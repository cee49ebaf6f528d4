use crate::infra::InMemoryRosterStore;
use chrono::{Local, NaiveDate};
use clap::Args;
use dental_credit::credit::{
    cards, offers, payments, seed, CardActivityView, CardTransaction, CardsQuery, HistoryStats,
    ImprovementTip, PaymentOverview, PaymentsQuery, PeopleQuery, Person, PersonId, ProfileService,
    QualificationView, Roster, ScoreCard, StatementImporter,
};
use dental_credit::error::AppError;
use std::path::PathBuf;
use std::sync::Arc;

#[derive(Args, Debug, Default)]
pub(crate) struct DemoArgs {
    /// Effective date for the demo score edit (YYYY-MM-DD). Defaults to today.
    #[arg(long, value_parser = crate::infra::parse_date)]
    pub(crate) today: Option<NaiveDate>,
    /// Optional card statement CSV export to hydrate card activity.
    #[arg(long)]
    pub(crate) statement_csv: Option<PathBuf>,
    /// Skip the score edit portion of the demo.
    #[arg(long)]
    pub(crate) skip_edit: bool,
}

#[derive(Args, Debug)]
pub(crate) struct ReportArgs {
    /// Person id to report on
    #[arg(long)]
    pub(crate) person: String,
    /// Optional procedure id to qualify financing offers against
    #[arg(long)]
    pub(crate) procedure: Option<String>,
    /// Optional card statement CSV export to hydrate card activity
    #[arg(long)]
    pub(crate) statement_csv: Option<PathBuf>,
    /// Include the full transaction listing in the output
    #[arg(long)]
    pub(crate) list_transactions: bool,
}

pub(crate) fn run_dashboard_report(args: ReportArgs) -> Result<(), AppError> {
    let ReportArgs {
        person,
        procedure,
        statement_csv,
        list_transactions,
    } = args;

    let roster = Roster::new(seed::people());
    let id = PersonId(person);
    let Some(person) = roster.person(&id) else {
        println!("No person with id {id}. Known people:");
        for person in roster.people() {
            println!("  {} - {}", person.id, person.full_name());
        }
        return Ok(());
    };

    render_score_profile(person);

    let payments_view = payments::review(&seed::payment_history(), &PaymentsQuery::default())?;
    println!();
    render_payment_summary(&payments_view.overview);

    let (transactions, imported) = load_card_transactions_from_path(statement_csv)?;
    let activity = cards::activity(&transactions, &CardsQuery::default())?;
    println!();
    render_card_activity(&activity, imported, list_transactions);

    if let Some(procedure_id) = procedure {
        let Some(procedure) = seed::procedures()
            .into_iter()
            .find(|procedure| procedure.id == procedure_id)
        else {
            println!("\nNo procedure with id {procedure_id}. Known procedures:");
            for procedure in seed::procedures() {
                println!(
                    "  {} - {} (avg ${})",
                    procedure.id, procedure.name, procedure.avg_cost
                );
            }
            return Ok(());
        };

        let financing =
            offers::qualification(&seed::loan_offers(), person.credit_score, &procedure);
        println!();
        render_financing(&financing);
    }

    println!();
    render_tips(&seed::improvement_tips());

    Ok(())
}

pub(crate) fn run_demo(args: DemoArgs) -> Result<(), AppError> {
    let DemoArgs {
        today,
        statement_csv,
        skip_edit,
    } = args;

    let today = today.unwrap_or_else(|| Local::now().date_naive());

    println!("DentalCredit dashboard demo");

    let store = Arc::new(InMemoryRosterStore::seeded());
    let service = ProfileService::new(store);

    let browse_view = match service.browse(&PeopleQuery::default()) {
        Ok(view) => view,
        Err(err) => {
            println!("People browser unavailable: {}", err);
            return Ok(());
        }
    };
    println!(
        "\nRoster: {} people | average score {} | {} low / {} medium / {} high risk",
        browse_view.overview.total,
        browse_view.overview.average_score,
        browse_view.overview.low_risk,
        browse_view.overview.medium_risk,
        browse_view.overview.high_risk
    );
    for card in &browse_view.people {
        println!(
            "- {} | score {} ({}) | {} | ${} income",
            card.name, card.credit_score, card.tier_label, card.risk_label, card.income
        );
    }

    let spotlight_id = PersonId("1".to_string());
    let profile = match service.profile(&spotlight_id) {
        Ok(person) => person,
        Err(err) => {
            println!("Profile unavailable: {}", err);
            return Ok(());
        }
    };
    println!("\nProfile spotlight");
    render_score_profile(&profile);

    let mut current_score = profile.credit_score;
    if !skip_edit {
        let new_score = profile.credit_score.saturating_add(15);
        println!("\nScore edit (effective {})", today);
        match service.update_score(&spotlight_id, new_score, today) {
            Ok(change) => {
                current_score = change.new_score;
                println!(
                    "- {} -> {} ({:+}), tier {}",
                    change.previous_score, change.new_score, change.delta, change.tier_label
                );
            }
            Err(err) => println!("- Edit rejected: {}", err),
        }

        let refreshed = match service.score_card(&spotlight_id) {
            Ok(card) => card,
            Err(err) => {
                println!("- Refreshed score card unavailable: {}", err);
                return Ok(());
            }
        };
        println!(
            "- Gauge now {:.1}% | trend {}",
            refreshed.gauge_percent, refreshed.trend_label
        );
    }

    let payments_view = payments::review(&seed::payment_history(), &PaymentsQuery::default())?;
    println!();
    render_payment_summary(&payments_view.overview);

    let (transactions, imported) = load_card_transactions_from_path(statement_csv)?;
    let activity = cards::activity(&transactions, &CardsQuery::default())?;
    println!();
    render_card_activity(&activity, imported, false);

    if let Some(procedure) = seed::procedures()
        .into_iter()
        .find(|procedure| procedure.name == "Dental Implant")
    {
        let financing = offers::qualification(&seed::loan_offers(), current_score, &procedure);
        println!();
        render_financing(&financing);
    }

    println!();
    render_tips(&seed::improvement_tips());

    Ok(())
}

pub(crate) fn load_card_transactions_from_path(
    statement_csv: Option<PathBuf>,
) -> Result<(Vec<CardTransaction>, bool), AppError> {
    match statement_csv {
        Some(path) => StatementImporter::from_path(path)
            .map(|transactions| (transactions, true))
            .map_err(AppError::from),
        None => Ok((seed::card_transactions(), false)),
    }
}

fn render_score_profile(person: &Person) {
    let card = ScoreCard::for_person(person);
    println!("Credit profile: {}", card.name);
    println!(
        "Score {} ({}) | gauge {:.1}% | trend {} ({:+})",
        card.credit_score, card.tier_label, card.gauge_percent, card.trend_label, card.delta
    );
    println!("Last updated {}", card.last_updated);

    println!("\nScore history (newest first)");
    for point in person.credit_history.iter().rev() {
        println!("- {}: {}", point.date, point.score);
    }
    if let Some(stats) = HistoryStats::from_history(&person.credit_history) {
        println!(
            "High {} | low {} | improvement {}",
            stats.highest, stats.lowest, stats.improvement
        );
    }
}

fn render_payment_summary(overview: &PaymentOverview) {
    println!("Payment history");
    println!(
        "- {} payments | {}% on time | ${:.2} total paid",
        overview.total_payments, overview.on_time_rate, overview.total_paid
    );
    println!(
        "- {} late or missed | {} below minimum due",
        overview.late_or_missed, overview.below_minimum
    );
}

fn render_card_activity(view: &CardActivityView, imported: bool, list_transactions: bool) {
    println!("Card activity");
    if imported {
        println!("Data source: statement CSV import");
    } else {
        println!("Data source: seeded transactions");
    }
    println!(
        "- {} transactions | ${:.2} spent | ${:.2} payments | ${:.2} fees and interest",
        view.overview.total_transactions,
        view.overview.total_spent,
        view.overview.total_payments,
        view.overview.fees_and_interest
    );
    if let Some(label) = view.overview.top_category_label {
        println!("- Top spending category: {}", label);
    }

    println!("Spending by category:");
    for spend in &view.category_spending {
        println!("  - {}: ${:.2}", spend.label, spend.total);
    }

    if list_transactions {
        println!("\nTransaction listing (newest first)");
        for row in &view.transactions {
            let note = match &row.description {
                Some(description) => format!(" ({description})"),
                None => String::new(),
            };
            println!(
                "- {} | {} | {} | ${:.2} | {} | {}{}",
                row.transaction_date,
                row.merchant_name,
                row.category_label,
                row.amount,
                row.card_name,
                row.kind_label,
                note
            );
        }
    }
}

fn render_financing(view: &QualificationView) {
    println!(
        "Financing options for {} (avg ${}, score {})",
        view.procedure.name, view.procedure.avg_cost, view.credit_score
    );
    if view.qualified.is_empty() {
        println!("- No lenders qualify this score");
    }
    for offer in &view.qualified {
        println!(
            "- {} | up to ${} | {} | {}",
            offer.lender, offer.max_loan_amount, offer.interest_rate_range, offer.processing_time
        );
    }
    println!("- {} offers declined", view.declined);
}

fn render_tips(tips: &[ImprovementTip]) {
    println!("Score improvement tips");
    for tip in tips {
        println!(
            "- [{}] {} ({}, {})",
            tip.impact.label(),
            tip.title,
            tip.category.label(),
            tip.timeframe
        );
    }
}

◆ ◆ ◆ ◆ ◆

_Task brief:_
Show, from the material above, each line that includes the string "match".

_Answer box:_
    let browse_view = match service.browse(&PeopleQuery::default()) {
    let profile = match service.profile(&spotlight_id) {
        match service.update_score(&spotlight_id, new_score, today) {
        let refreshed = match service.score_card(&spotlight_id) {
    match statement_csv {
            let note = match &row.description {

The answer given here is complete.